Sounds like it is the same all over. I think I have FINALLY learned EXACTLY how to phrase things when calling the police for assistance so that we will get CIT officers who will handle the situation with understanding. The last time I needed to call, one of them had responded once before, so was able to step into the situation without making things more stressful.

We just cancelled case management, since I feel they don’t really have anything to offer my son at this point, and he is struggling with a sense of stigma from having a case manager. It is self-imposed, but understandable - what young man wants to think he needs a case manager, if he doesn’t think he’s sick?

Over the last couple of years, my son and I have been slowing getting better at working as a team, with me consulting him about what he feels comfortable with, and not stressing the small stuff (so he eats the SAME THING, every night for a month - so what?) - and him getting better and recognizing that I have other things going on that sometimes requires some flexibility on his part.

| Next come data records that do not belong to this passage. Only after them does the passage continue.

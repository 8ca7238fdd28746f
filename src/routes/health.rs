use axum::Json;
use serde::Serialize;
use utoipa::ToSchema;

use crate::response::{ApiResponse, Meta};

#[derive(Serialize, ToSchema)]
pub struct HealthData {
    pub status: String,
    pub version: String,
}

#[utoipa::path(
    get,
    path = "/health",
    responses(
        (status = 200, description = "Service is up", body = ApiResponse<HealthData>),
    ),
    tag = "Health"
)]
pub async fn health_check() -> Json<ApiResponse<HealthData>> {
    let data = HealthData {
        status: "ok".to_string(),
        version: env!("CARGO_PKG_VERSION").to_string(),
    };

    Json(ApiResponse::success("Health check", data, Some(Meta::empty())))
}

I have posted in the past about my experience getting guardianship. I paid NOTHING. The county provided legal services and it went smoothly.


Guardianship advantages:

-receive medical information and speak with providers
-be able to schedule appointments and find out about appointments
-participate in treatment decisions (though, obviously, no one can force anyone to follow through with these decisions)
-be able to talk with law enforcement
-be able to apply for services such as housing and other necessities


-no actual ability to direct treatment; doctors do that and they along with insurance companies decide who receives care
-where we live, police will not take someone to hospital solely if their guardian requests it, which I actually think is a good unwritten policy on their part, but still have to wait for person to meet criteria if hospital is needed for safety
-relationship with family member may suffer
-possible unnecessary breaches of confidentiality of family member’s treatment
-guardianship seen as negative by disability rights advocates and this is a good reason to hesitate as guardianship is often described as removing a person’s rights

If it came down to it, I would probably not try for guardianship if my family member were really upset by it. I think our relationship is more important than the amount of information and secretarial function I would receive if I became guardian. If it would cure family member’s SMI or make life significantly easier for real for family member, I would not hesitate.

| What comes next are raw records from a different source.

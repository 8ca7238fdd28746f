//! Back office for a dishware and equipment rental business.
//!
//! The crate carries three layers: the REST backend (`routes`, `services`,
//! `entity`), a typed client for that backend (`client`), and the
//! [`composer`] that edits one order draft on top of the client.

pub mod app;
pub mod audit;
pub mod client;
pub mod composer;
pub mod config;
pub mod db;
pub mod dto;
pub mod entity;
pub mod error;
pub mod middleware;
pub mod models;
pub mod response;
pub mod routes;
pub mod services;
pub mod state;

@bridgecomet, where we live the police have a community contact person who keeps a register of the “frequent flyers” and people with MI who call 911 often. The register has all the community members’ personal preferences of how they are interacted with and contact info for family members, friends, and providers. It’s like what you are doing informally. Maybe that would be a practical step forward for your community?

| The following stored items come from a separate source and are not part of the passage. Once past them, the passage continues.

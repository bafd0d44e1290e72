//! Compose: fold two sequential changes into one

use super::attributes;
use super::builder::DeltaBuilder;
use super::op::{InsertPayload, Op, OpKind, OpType, RetainPayload};
use super::Delta;
use crate::error::{DeltaError, Result};

impl Delta {
    /// Change equivalent to applying `self` and then `other`.
    ///
    /// # Errors
    ///
    /// [`DeltaError::IllegalComposition`] when `other` edits inside a unit
    /// that `self` inserted as plain text.
    pub fn compose(&self, other: &Delta) -> Result<Delta> {
        let mut this_iter = self.iter();
        let mut other_iter = other.iter();
        let mut delta = DeltaBuilder::with_capacity(self.ops.len() + other.ops.len());

        // Leading inserts covered by other's first bare retain pass through verbatim
        if let Some(first) = other_iter.peek() {
            if let (OpKind::Retain(RetainPayload::Count(first_retain)), None) =
                (&first.kind, &first.attributes)
            {
                let mut first_left = *first_retain;
                while this_iter.peek_type() == OpType::Insert && this_iter.peek_length() <= first_left
                {
                    first_left -= this_iter.peek_length();
                    delta.push(this_iter.next_op());
                }
                if first_retain - first_left > 0 {
                    other_iter.next(first_retain - first_left);
                }
            }
        }

        while this_iter.has_next() || other_iter.has_next() {
            if other_iter.peek_type() == OpType::Insert {
                delta.push(other_iter.next_op());
                continue;
            }
            if this_iter.peek_type() == OpType::Delete {
                delta.push(this_iter.next_op());
                continue;
            }

            let length = this_iter.peek_length().min(other_iter.peek_length());
            let this_op = this_iter.next(length);
            let other_op = other_iter.next(length);

            match other_op.kind {
                OpKind::Retain(RetainPayload::Count(_)) => {
                    let keep_null = matches!(this_op.kind, OpKind::Retain(_));
                    let attributes = attributes::compose(
                        this_op.attributes.as_ref(),
                        other_op.attributes.as_ref(),
                        keep_null,
                    );
                    let kind = match this_op.kind {
                        OpKind::Retain(RetainPayload::Count(_)) => {
                            OpKind::Retain(RetainPayload::Count(length))
                        }
                        kind => kind,
                    };
                    let op = Op {
                        kind,
                        attributes,
                        key: this_op.key,
                    };
                    let pushed = (!other_iter.has_next()).then(|| op.clone());
                    delta.push(op);

                    // Other is exhausted and the run landed as is: the rest of this passes through
                    if pushed.is_some() && delta.last() == pushed.as_ref() {
                        return Ok(delta.extend(this_iter.rest()).build());
                    }
                }
                OpKind::Retain(RetainPayload::Delta(other_inner)) => {
                    delta.push(compose_nested(this_op, other_inner, other_op.attributes)?);
                }
                OpKind::Delete(_) => {
                    // An insert followed by its own deletion cancels out
                    if !this_op.is_insert() {
                        delta.push(Op::delete(length));
                    }
                }
                // Inserts in other and deletes in this are emitted before alignment
                OpKind::Insert(_) => {}
            }
        }

        Ok(delta.build())
    }
}

/// Apply a delta-valued retain to the aligned unit of the first change
fn compose_nested(
    this_op: Op,
    other_inner: Delta,
    other_attributes: Option<attributes::AttributeMap>,
) -> Result<Op> {
    let this_attributes = this_op.attributes.as_ref();
    let other_attributes = other_attributes.as_ref();

    let op = match this_op.kind {
        OpKind::Retain(RetainPayload::Count(_)) => Op::retain(other_inner)
            .with_attributes(attributes::compose(this_attributes, other_attributes, true)),
        OpKind::Retain(RetainPayload::Delta(this_inner)) => {
            let inner = this_inner.compose(&other_inner)?;
            let payload = if inner.len() == 0 {
                RetainPayload::Count(1)
            } else {
                RetainPayload::Delta(inner)
            };
            Op::retain(payload)
                .with_attributes(attributes::compose(this_attributes, other_attributes, false))
        }
        OpKind::Insert(InsertPayload::Delta(this_inner)) => {
            let inner = this_inner.compose(&other_inner)?;
            let payload = if inner.len() == 0 {
                InsertPayload::Embed(1)
            } else {
                InsertPayload::Delta(inner)
            };
            Op::insert(payload)
                .with_attributes(attributes::compose(this_attributes, other_attributes, false))
                .with_key(this_op.key)
        }
        // An opaque embed has no structure; the nested edit defines the content
        OpKind::Insert(InsertPayload::Embed(_)) => Op::insert(other_inner)
            .with_attributes(attributes::compose(this_attributes, other_attributes, true))
            .with_key(this_op.key),
        OpKind::Insert(InsertPayload::Text(text)) => {
            tracing::warn!(target: "deltakit.compose", text = %text, "delta_retain_on_text_insert");
            return Err(DeltaError::IllegalComposition(format!(
                "cannot apply a nested delta to text insert {:?}",
                text
            )));
        }
        OpKind::Delete(_) => {
            return Err(DeltaError::IllegalComposition(
                "nested delta aligned with a delete".to_string(),
            ))
        }
    };
    Ok(op)
}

Cops can be a good source of comfort… I’ve called them before and they were very understanding… my son has never been arrested, I called them to help me persuade him to go to the hospital, it always works. I need to reiterate that my son is not a violent schizophrenic and he is a gentle sole, he just doesn’t want to do what “Mom and Dad” think is right… most of the time an outside source other than family is the way to go.


This is a great idea! I will suggest it! Thanks!:confetti_ball:


I agree-it is the same way with my son.
I am always looking for third parties-a little in short supply!


Thank you Vallpen for your experiences regarding guardianship. I looked into it, and in the end decided relationship with my daughter, and mental health team is a better choice. I can’t speak privately with her Dr. With out her concent, but I can speak to her nurse and caseworker. Part of her illness is conflauation…long for either changing her symptems or omitting them. My input is respected, and when team confronts her she tells the true story. She is always fearful of medication change, or hospitilization. I’m finding that as she gets better her trust is grester.